At 53.3 per cent, New Brunswick has one of the highest top marginal income tax rates in Canada, closely behind only Nova Scotia and Ontario.

Research from the Fraser Institute in 2018 showed that higher top marginal income tax rates have significant negative impacts on entrepreneurship in the short- and long-term.

High income taxes turn away important professionals such as family doctors, surgeons and engineers. When the federal government was considering tax changes to take more money from doctors, farmers and small business owners, the New Brunswick Medical Society commissioned a member survey, showing 46 per cent of doctors would consider moving their practice out of New Brunswick if these tax changes were imposed.

Those proposed changes weren’t provincial, but this shows how responsive doctors in the province are to tax rates.

Reducing income taxes in New Brunswick by 10 per cent would save taxpayers $170 million per year, while sending a strong signal to those living away that New Brunswick is open to prosperity.
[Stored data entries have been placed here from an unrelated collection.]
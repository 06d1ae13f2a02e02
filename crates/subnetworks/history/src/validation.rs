use alloy_primitives::B256;
use anyhow::{anyhow, ensure};
use portal_api::{EpochAccumulator, Header, HeaderWithProof, PortalBlockBody, PortalReceipts};
use portal_validation::header_validator::HeaderValidator;
use ssz::Decode;
use tree_hash::TreeHash;

/// Checks history content against the block hash or epoch root it was requested under.
///
/// Bodies and receipts are checked against a header the caller already trusts. Resolving that
/// header is left to [crate::network::HistoryNetwork].
#[derive(Debug, Clone)]
pub struct ChainHistoryValidator {
    pub header_validator: HeaderValidator,
}

impl ChainHistoryValidator {
    pub fn new(header_validator: HeaderValidator) -> Self {
        Self { header_validator }
    }

    pub fn validate_header(
        &self,
        block_hash: B256,
        content: &[u8],
    ) -> anyhow::Result<HeaderWithProof> {
        let header_with_proof = HeaderWithProof::from_ssz_bytes(content)
            .map_err(|err| anyhow!("Header with proof content has invalid encoding: {err:?}"))?;
        let header_hash = header_with_proof.header.hash();
        ensure!(
            header_hash == block_hash,
            "Content validation failed: Invalid header hash. Found: {header_hash} - Expected: {block_hash}"
        );
        self.header_validator
            .validate_header_with_proof(&header_with_proof)?;
        Ok(header_with_proof)
    }

    pub fn validate_block_body(
        &self,
        content: &[u8],
        trusted_header: &Header,
    ) -> anyhow::Result<PortalBlockBody> {
        let block_body = PortalBlockBody::from_ssz_bytes(content)
            .map_err(|err| anyhow!("Block body content has invalid encoding: {err:?}"))?;
        block_body.validate_against_header(trusted_header)?;
        Ok(block_body)
    }

    pub fn validate_receipts(
        &self,
        content: &[u8],
        trusted_header: &Header,
    ) -> anyhow::Result<PortalReceipts> {
        let receipts = PortalReceipts::from_ssz_bytes(content)
            .map_err(|err| anyhow!("Receipts content has invalid encoding: {err:?}"))?;
        receipts.validate_against_header(trusted_header)?;
        Ok(receipts)
    }

    /// The epoch accumulator must hash to `epoch_hash`, and `epoch_hash` must be one of the
    /// epochs committed to by the pre-merge accumulator.
    pub fn validate_epoch_accumulator(
        &self,
        epoch_hash: B256,
        content: &[u8],
    ) -> anyhow::Result<EpochAccumulator> {
        let epoch_acc = EpochAccumulator::from_ssz_bytes(content)
            .map_err(|err| anyhow!("Epoch accumulator content has invalid encoding: {err:?}"))?;
        let epoch_root = epoch_acc.tree_hash_root();
        ensure!(
            epoch_root == epoch_hash,
            "Content validation failed: Epoch accumulator root mismatch. Found: {epoch_root} - Expected: {epoch_hash}"
        );
        ensure!(
            self.header_validator
                .pre_merge_acc
                .contains_epoch_root(&epoch_root),
            "Content validation failed: Epoch accumulator {epoch_root} is not part of the pre-merge accumulator"
        );
        Ok(epoch_acc)
    }
}

#[cfg(test)]
#[allow(clippy::unwrap_used)]
mod tests {
    use portal_api::types::execution::block_body::BlockBodyLegacy;
    use portal_validation::test_utils::{chain, ProvenChain};
    use rstest::rstest;
    use ssz::Encode;

    use super::*;

    fn validator(proven: &ProvenChain) -> ChainHistoryValidator {
        ChainHistoryValidator::new(proven.header_validator())
    }

    #[test]
    fn valid_header() {
        let proven = ProvenChain::new(8).unwrap();
        let header_with_proof = proven.header_with_proof(6).unwrap();
        let validated = validator(&proven)
            .validate_header(proven.headers[6].hash(), &header_with_proof.as_ssz_bytes())
            .unwrap();
        assert_eq!(validated, header_with_proof);
    }

    #[test]
    #[should_panic = "Invalid header hash"]
    fn header_under_wrong_hash() {
        let proven = ProvenChain::new(8).unwrap();
        let content = proven.header_with_proof(6).unwrap().as_ssz_bytes();
        validator(&proven)
            .validate_header(proven.headers[5].hash(), &content)
            .unwrap();
    }

    #[test]
    #[should_panic = "invalid encoding"]
    fn undecodable_header() {
        let proven = ProvenChain::new(8).unwrap();
        validator(&proven)
            .validate_header(proven.headers[5].hash(), &[0x01, 0x02, 0x03])
            .unwrap();
    }

    #[test]
    fn body_and_receipts_against_header() {
        let body = PortalBlockBody::Legacy(BlockBodyLegacy {
            txs: vec![vec![0xc0], vec![0xc1, 0x80]],
            uncles: vec![0xc0],
        });
        let receipts = PortalReceipts(vec![vec![0xc2, 0x80, 0x80]]);
        let mut header = chain(1).remove(0);
        header.transactions_root = body.transactions_root().unwrap();
        header.uncles_hash = body.uncles_root();
        header.receipts_root = receipts.root().unwrap();

        let proven = ProvenChain::from_headers(vec![header.clone()]).unwrap();
        let validator = validator(&proven);
        assert_eq!(
            validator
                .validate_block_body(&body.as_ssz_bytes(), &header)
                .unwrap(),
            body
        );
        assert_eq!(
            validator
                .validate_receipts(&receipts.as_ssz_bytes(), &header)
                .unwrap(),
            receipts
        );

        let other_receipts = PortalReceipts(vec![vec![0xc0]]);
        let err = validator
            .validate_receipts(&other_receipts.as_ssz_bytes(), &header)
            .unwrap_err();
        assert!(err.to_string().contains("Receipts root doesn't match"));
    }

    #[test]
    fn valid_epoch_accumulator() {
        let proven = ProvenChain::new(4).unwrap();
        let epoch_acc = &proven.epochs[0];
        let validated = validator(&proven)
            .validate_epoch_accumulator(epoch_acc.tree_hash_root(), &epoch_acc.as_ssz_bytes())
            .unwrap();
        assert_eq!(&validated, epoch_acc);
    }

    #[rstest]
    #[case::first_record(0)]
    #[case::total_difficulty(40)]
    #[case::last_record(8192 * 64 - 1)]
    fn tampered_epoch_accumulator(#[case] byte: usize) {
        let proven = ProvenChain::new(4).unwrap();
        let epoch_acc = &proven.epochs[0];
        let mut content = epoch_acc.as_ssz_bytes();
        content[byte] ^= 0xff;

        let err = validator(&proven)
            .validate_epoch_accumulator(epoch_acc.tree_hash_root(), &content)
            .unwrap_err();
        assert!(err.to_string().contains("root mismatch"));
    }

    #[test]
    fn epoch_accumulator_outside_pre_merge_accumulator() {
        let proven = ProvenChain::new(4).unwrap();
        let other = ProvenChain::new(5).unwrap();
        let epoch_acc = &other.epochs[0];

        let err = validator(&proven)
            .validate_epoch_accumulator(epoch_acc.tree_hash_root(), &epoch_acc.as_ssz_bytes())
            .unwrap_err();
        assert!(err.to_string().contains("not part of the pre-merge accumulator"));
    }
}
Those tax cuts can deliver relief to all income levels.

Increasing the basic personal amount – the income on which you pay no tax – would save all working New Brunswickers money, but would help the working poor in particular.

New Brunswick’s basic personal amount for 2019 is $10,264. Contrast that with a working person in Alberta, whose basic personal amount is $18,690, or Saskatchewan, whose basic personal amount is $16,065. Alberta and Saskatchewan are the top destinations for New Brunswick out-migrants according to a 2017 report by the University of New Brunswick.

With taxes, less can be more.

Academic research by Bev Dahlby and Ergete Ferede in 2017 showed that a reduction in New Brunswick’s general business income tax rate would actually increase the value of the government’s tax revenue.

Abandoning all corporate subsidies dished out through Opportunities New Brunswick – which represent tired, failed attempts at job creation – would also boost funds.

Research from the Montreal Economic Institute showed that federal cuts to business taxes between 2001 to 2012, first instigated by Prime Minister Jean Chretien, had no negative impacts on revenue generation.

It’s time to change course in New Brunswick. Taxing people less can mean more jobs, more government revenue, and more hard-earned money back in taxpayers’ pockets.